**** DATA
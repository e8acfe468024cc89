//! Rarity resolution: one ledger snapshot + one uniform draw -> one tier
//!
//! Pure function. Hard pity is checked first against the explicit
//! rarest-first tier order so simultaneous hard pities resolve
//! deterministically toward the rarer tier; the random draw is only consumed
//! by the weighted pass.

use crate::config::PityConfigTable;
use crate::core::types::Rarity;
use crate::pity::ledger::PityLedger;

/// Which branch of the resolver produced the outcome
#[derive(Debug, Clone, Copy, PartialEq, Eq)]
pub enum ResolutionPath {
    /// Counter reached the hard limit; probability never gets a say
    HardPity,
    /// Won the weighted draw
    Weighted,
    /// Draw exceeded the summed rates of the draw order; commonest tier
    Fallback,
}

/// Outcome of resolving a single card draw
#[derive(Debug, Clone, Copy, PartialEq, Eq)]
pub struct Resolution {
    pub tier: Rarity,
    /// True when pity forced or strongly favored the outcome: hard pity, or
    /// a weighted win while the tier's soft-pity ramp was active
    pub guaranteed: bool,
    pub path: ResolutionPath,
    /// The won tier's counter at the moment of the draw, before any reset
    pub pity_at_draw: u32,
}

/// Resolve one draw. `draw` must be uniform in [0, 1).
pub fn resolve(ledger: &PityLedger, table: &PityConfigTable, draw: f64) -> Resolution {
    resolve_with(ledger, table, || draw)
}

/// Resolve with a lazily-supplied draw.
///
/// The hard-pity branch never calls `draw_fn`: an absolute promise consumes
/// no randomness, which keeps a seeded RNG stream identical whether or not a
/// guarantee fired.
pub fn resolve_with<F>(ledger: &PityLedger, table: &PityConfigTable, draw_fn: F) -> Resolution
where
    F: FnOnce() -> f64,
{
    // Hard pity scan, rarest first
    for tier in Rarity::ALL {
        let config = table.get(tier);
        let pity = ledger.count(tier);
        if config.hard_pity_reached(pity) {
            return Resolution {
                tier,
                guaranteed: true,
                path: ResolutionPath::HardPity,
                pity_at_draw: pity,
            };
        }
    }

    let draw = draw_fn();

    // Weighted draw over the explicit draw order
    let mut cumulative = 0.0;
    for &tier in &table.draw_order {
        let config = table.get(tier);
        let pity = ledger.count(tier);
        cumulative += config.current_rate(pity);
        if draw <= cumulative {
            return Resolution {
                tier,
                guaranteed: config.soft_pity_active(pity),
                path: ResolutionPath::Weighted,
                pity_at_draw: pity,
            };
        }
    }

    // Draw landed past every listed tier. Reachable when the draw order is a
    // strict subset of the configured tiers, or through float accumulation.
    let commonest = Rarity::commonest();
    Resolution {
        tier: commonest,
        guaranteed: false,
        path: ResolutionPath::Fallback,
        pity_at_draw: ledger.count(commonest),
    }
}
********
▸ EXERCISE REQUIREMENTS
Only the lines from the start of the material through the line containing "let mut cumulative = 0.0;" belong in the answer, each copied exactly.

▸ WRITTEN REPLY
repository e8acfe468024cc89
//! Rarity resolution: one ledger snapshot + one uniform draw -> one tier
//!
//! Pure function. Hard pity is checked first against the explicit
//! rarest-first tier order so simultaneous hard pities resolve
//! deterministically toward the rarer tier; the random draw is only consumed
//! by the weighted pass.

use crate::config::PityConfigTable;
use crate::core::types::Rarity;
use crate::pity::ledger::PityLedger;

/// Which branch of the resolver produced the outcome
#[derive(Debug, Clone, Copy, PartialEq, Eq)]
pub enum ResolutionPath {
    /// Counter reached the hard limit; probability never gets a say
    HardPity,
    /// Won the weighted draw
    Weighted,
    /// Draw exceeded the summed rates of the draw order; commonest tier
    Fallback,
}

/// Outcome of resolving a single card draw
#[derive(Debug, Clone, Copy, PartialEq, Eq)]
pub struct Resolution {
    pub tier: Rarity,
    /// True when pity forced or strongly favored the outcome: hard pity, or
    /// a weighted win while the tier's soft-pity ramp was active
    pub guaranteed: bool,
    pub path: ResolutionPath,
    /// The won tier's counter at the moment of the draw, before any reset
    pub pity_at_draw: u32,
}

/// Resolve one draw. `draw` must be uniform in [0, 1).
pub fn resolve(ledger: &PityLedger, table: &PityConfigTable, draw: f64) -> Resolution {
    resolve_with(ledger, table, || draw)
}

/// Resolve with a lazily-supplied draw.
///
/// The hard-pity branch never calls `draw_fn`: an absolute promise consumes
/// no randomness, which keeps a seeded RNG stream identical whether or not a
/// guarantee fired.
pub fn resolve_with<F>(ledger: &PityLedger, table: &PityConfigTable, draw_fn: F) -> Resolution
where
    F: FnOnce() -> f64,
{
    // Hard pity scan, rarest first
    for tier in Rarity::ALL {
        let config = table.get(tier);
        let pity = ledger.count(tier);
        if config.hard_pity_reached(pity) {
            return Resolution {
                tier,
                guaranteed: true,
                path: ResolutionPath::HardPity,
                pity_at_draw: pity,
            };
        }
    }

    let draw = draw_fn();

    // Weighted draw over the explicit draw order
    let mut cumulative = 0.0;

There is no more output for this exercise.